2nd wave : professional AI

According to Kai Fu Lee, this is the only field where the US domination is unquestionable. All the labeled data accumulated over the years in the insurance, banking and hospital sectors will allow algorithms to make particularly effective optimizations.
“As early as 2004, companies (Palantir – IBM) were advising companies and governments on big data”. The author sees a great evolution in China for the medical field, the algorithms would establish the dignostic which in the country would decrease the inequalities between big cities well equipped and countryside under equipped in this sector; similarly in the judicial sector to guide the magistrates, to pronounce the verdict and “to contribute to put in the right way the customary judges. At this stage, the US is in the lead (90/10) thanks to optimizations in banking and insurance among others. China will be in the lead within 5 years (70/30) by taking the lead especially in services.

 

3rd wave : perceptive AI

The digitization of the physical world will be implemented in the commercial sectors as a priority: it is necessary to rethink all human activity, to recognize objects, voice and sound data. The author warns that algorithms “will perform the bulk of interactions with the customer” and gives Exemples: Amazon Echo that digitizes the sound environment of the home, the city brain of Alibaba that digitizes the flow of traffic or Apple and Face ID cameras that do the same with the faces.
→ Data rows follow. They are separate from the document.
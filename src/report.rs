use anyhow::{Context, Result};
use chrono::{DateTime, Utc};
use facecount_sensor::Gesture;
use serde::Serialize;
use std::collections::BTreeMap;
use std::fs::{File, OpenOptions};
use std::io::Write;
use std::path::Path;

use crate::storage::CounterState;

/// Periodic summary sent to whoever collects the counts.
#[derive(Debug, Clone, PartialEq, Eq, Serialize)]
pub struct Report {
    pub id: String,
    pub timestamp: i64,
    #[serde(rename = "sensorType")]
    pub sensor_type: String,
    // Zero readings are left out to keep payloads small
    #[serde(skip_serializing_if = "Option::is_none")]
    pub facenumber: Option<u16>,
    #[serde(skip_serializing_if = "Option::is_none")]
    pub facescore: Option<u16>,
    #[serde(skip_serializing_if = "Option::is_none")]
    pub gesturetype: Option<u16>,
    #[serde(skip_serializing_if = "Option::is_none")]
    pub gesturescore: Option<u16>,
    #[serde(rename = "facesSeen")]
    pub faces_seen: u32,
    pub gestures: BTreeMap<&'static str, u32>,
}

impl Report {
    pub fn new(sensor_type: &str, state: &CounterState, now: DateTime<Utc>) -> Self {
        let (facenumber, facescore) = if state.face_number > 0 {
            (Some(state.face_number), Some(state.face_score))
        } else {
            (None, None)
        };
        let (gesturetype, gesturescore) = if state.gesture_type > 0 {
            (Some(state.gesture_type), Some(state.gesture_score))
        } else {
            (None, None)
        };
        Self {
            id: uuid::Uuid::new_v4().to_string(),
            timestamp: now.timestamp(),
            sensor_type: sensor_type.to_string(),
            facenumber,
            facescore,
            gesturetype,
            gesturescore,
            faces_seen: state.faces_seen,
            gestures: Gesture::ALL
                .into_iter()
                .map(|g| (g.name(), state.gesture_count(g)))
                .collect(),
        }
    }

    pub fn to_json(&self) -> Result<String> {
        Ok(serde_json::to_string(self)?)
    }
}

/// Destination for reports.
pub trait ReportSink {
    fn publish(&mut self, report: &Report) -> Result<()>;
}

impl<K: ReportSink + ?Sized> ReportSink for Box<K> {
    fn publish(&mut self, report: &Report) -> Result<()> {
        (**self).publish(report)
    }
}

/// Writes one JSON object per line.
pub struct JsonLinesSink<W> {
    out: W,
}

impl<W: Write> JsonLinesSink<W> {
    pub fn new(out: W) -> Self {
        Self { out }
    }

    pub fn get_ref(&self) -> &W {
        &self.out
    }

    pub fn into_inner(self) -> W {
        self.out
    }
}

impl JsonLinesSink<File> {
    /// Append to `path`, creating it if needed.
    pub fn append(path: &Path) -> Result<Self> {
        if let Some(parent) = path.parent() {
            std::fs::create_dir_all(parent)?;
        }
        let file = OpenOptions::new()
            .create(true)
            .append(true)
            .open(path)
            .with_context(|| format!("opening report file {}", path.display()))?;
        Ok(Self::new(file))
    }
}

impl<W: Write> ReportSink for JsonLinesSink<W> {
    fn publish(&mut self, report: &Report) -> Result<()> {
        let line = report.to_json()?;
        writeln!(self.out, "{}", line)?;
        self.out.flush()?;
        Ok(())
    }
}

#[cfg(test)]
mod tests {
    use super::*;
    use chrono::TimeZone;

    fn now() -> DateTime<Utc> {
        Utc.with_ymd_and_hms(2025, 5, 15, 13, 0, 0).unwrap()
    }

    #[test]
    fn test_zero_readings_are_omitted() {
        let state = CounterState::fresh(now());
        let json: serde_json::Value =
            serde_json::from_str(&Report::new("GestureFace", &state, now()).to_json().unwrap())
                .unwrap();
        assert_eq!(json["sensorType"], "GestureFace");
        assert_eq!(json["timestamp"], now().timestamp());
        assert!(json.get("facenumber").is_none());
        assert!(json.get("gesturetype").is_none());
        assert_eq!(json["facesSeen"], 0);
        assert_eq!(json["gestures"]["LIKE"], 0);
    }

    #[test]
    fn test_readings_and_tallies() {
        let mut state = CounterState::fresh(now());
        state.face_number = 2;
        state.face_score = 81;
        state.gesture_type = Gesture::Ok.code();
        state.gesture_score = 70;
        state.faces_seen = 9;
        state.record_gesture(Gesture::Ok);
        state.record_gesture(Gesture::Ok);
        let report = Report::new("GestureFace", &state, now());
        assert_eq!(report.facenumber, Some(2));
        assert_eq!(report.gesturetype, Some(2));
        assert_eq!(report.gestures["OK"], 2);
        assert_eq!(report.gestures.len(), 5);
    }

    #[test]
    fn test_json_lines_sink() {
        let state = CounterState::fresh(now());
        let mut sink = JsonLinesSink::new(Vec::new());
        sink.publish(&Report::new("GestureFace", &state, now())).unwrap();
        sink.publish(&Report::new("GestureFace", &state, now())).unwrap();
        let out = String::from_utf8(sink.into_inner()).unwrap();
        let lines: Vec<&str> = out.lines().collect();
        assert_eq!(lines.len(), 2);
        for line in lines {
            let value: serde_json::Value = serde_json::from_str(line).unwrap();
            assert!(value["id"].is_string());
        }
    }
}
use std::time::Duration;

use anyhow::{Context, Result};
use facecount_sensor::{Detection, GestureFaceSensor, I2cTransport, Transport, UartTransport};
use linux_embedded_hal::I2cdev;
use log::info;

use crate::config::{self, Config};

/// A presence sensor the counter can poll.
pub trait Sensor {
    fn sensor_type(&self) -> &'static str;

    /// Probe the hardware; false means it is not answering yet.
    fn begin(&mut self) -> Result<bool>;

    fn poll(&mut self) -> Result<Detection>;
}

impl<T: Transport> Sensor for GestureFaceSensor<T> {
    fn sensor_type(&self) -> &'static str {
        "GestureFace"
    }

    fn begin(&mut self) -> Result<bool> {
        Ok(GestureFaceSensor::begin(self)?)
    }

    fn poll(&mut self) -> Result<Detection> {
        self.read_detection().context("polling gesture/face module")
    }
}

pub type DynSensor = GestureFaceSensor<Box<dyn Transport>>;

/// Open the bus described by the config and wrap it in a driver.
pub fn open(cfg: &Config) -> Result<DynSensor> {
    let transport: Box<dyn Transport> = match &cfg.transport {
        config::Transport::I2c { bus, address } => {
            info!("Opening I2C bus {} (address {:#04x})", bus, address);
            let dev = I2cdev::new(bus).with_context(|| format!("opening I2C bus {}", bus))?;
            Box::new(I2cTransport::new(dev, *address))
        }
        config::Transport::Uart {
            port,
            baud,
            address,
        } => {
            info!(
                "Opening serial port {} at {} baud (address {:#04x})",
                port, baud, address
            );
            let serial = serialport::new(port.as_str(), *baud)
                .data_bits(serialport::DataBits::Eight)
                .parity(serialport::Parity::None)
                .stop_bits(serialport::StopBits::One)
                .timeout(Duration::from_millis(cfg.response_timeout_ms))
                .open()
                .with_context(|| format!("opening serial port {}", port))?;
            Box::new(UartTransport::new(serial, *address))
        }
    };
    Ok(GestureFaceSensor::new(transport))
}

#[cfg(test)]
pub(crate) mod tests {
    use super::*;
    use std::collections::VecDeque;

    /// Scripted sensor: fails `begin` a set number of times, then replays
    /// detections (or errors) in order. Empty script reads as "nothing seen".
    pub struct FakeSensor {
        pub begin_failures: u32,
        pub begin_calls: u32,
        pub script: VecDeque<Result<Detection>>,
        pub polls: usize,
    }

    impl FakeSensor {
        pub fn new(detections: Vec<Detection>) -> Self {
            Self {
                begin_failures: 0,
                begin_calls: 0,
                script: detections.into_iter().map(Ok).collect(),
                polls: 0,
            }
        }
    }

    impl Sensor for FakeSensor {
        fn sensor_type(&self) -> &'static str {
            "Fake"
        }

        fn begin(&mut self) -> Result<bool> {
            self.begin_calls += 1;
            if self.begin_failures > 0 {
                self.begin_failures -= 1;
                return Ok(false);
            }
            Ok(true)
        }

        fn poll(&mut self) -> Result<Detection> {
            self.polls += 1;
            self.script.pop_front().unwrap_or_else(|| Ok(Detection::default()))
        }
    }
}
In 2017, during the 1st visit of Trump in China, his speech in English on large screen began to speak Chinese. The AI is transforming the world. The Chinese company Yflytech had specialized in the field of AI to train its algorithms, respecting all the characteristics of the voice: intonation, pronunciation, all recalibrated in Mandarin. In the next few years, cities and supermarkets will be transformed, the author already cites KFC, associated with Alipay, which has installed in some of its restaurants a system that allows facial recognition, with a terminal recording the order, scanning the face, ensuring the presence of the person in the premises and debiting his account.

Moreover, this process will be used to educate, to detect delays or talents, to follow each one and to take in hand the delays of the pupils. The AI will be in the homes, the teachers will ensure the lectures, or will make individual sessions and many other fields will benefit from this process. That implies to recover important data of the physical world. “the US is reluctant, china is more open and has passed a cyber security law. Europe having adopted a more restrictive approach with the RGDP.” From this perceptive, AI needs all kinds of devices with sensors. In anticipation, China has created “the made in Shenzen, by rallying in one place of the chain studies, researchers and manufacturers of intelligent devices; with the largest network: 85 Billion connected objects, various products, reduced prices, amassing important data and preparing the 4th wave of autonomous AI.

 

4th wave : autonomous AI

For the author, the impact will be more important, it is a culmination: the machines were automated and they will be autonomous. To quote the example: harvesting strawberries in California by a machine guided by an algorithm picking without damage the ripe strawberries, the autonomous robots that prepare the orders at Amazon and eventually drones that will be able to supply isolated populations or put out forest fires.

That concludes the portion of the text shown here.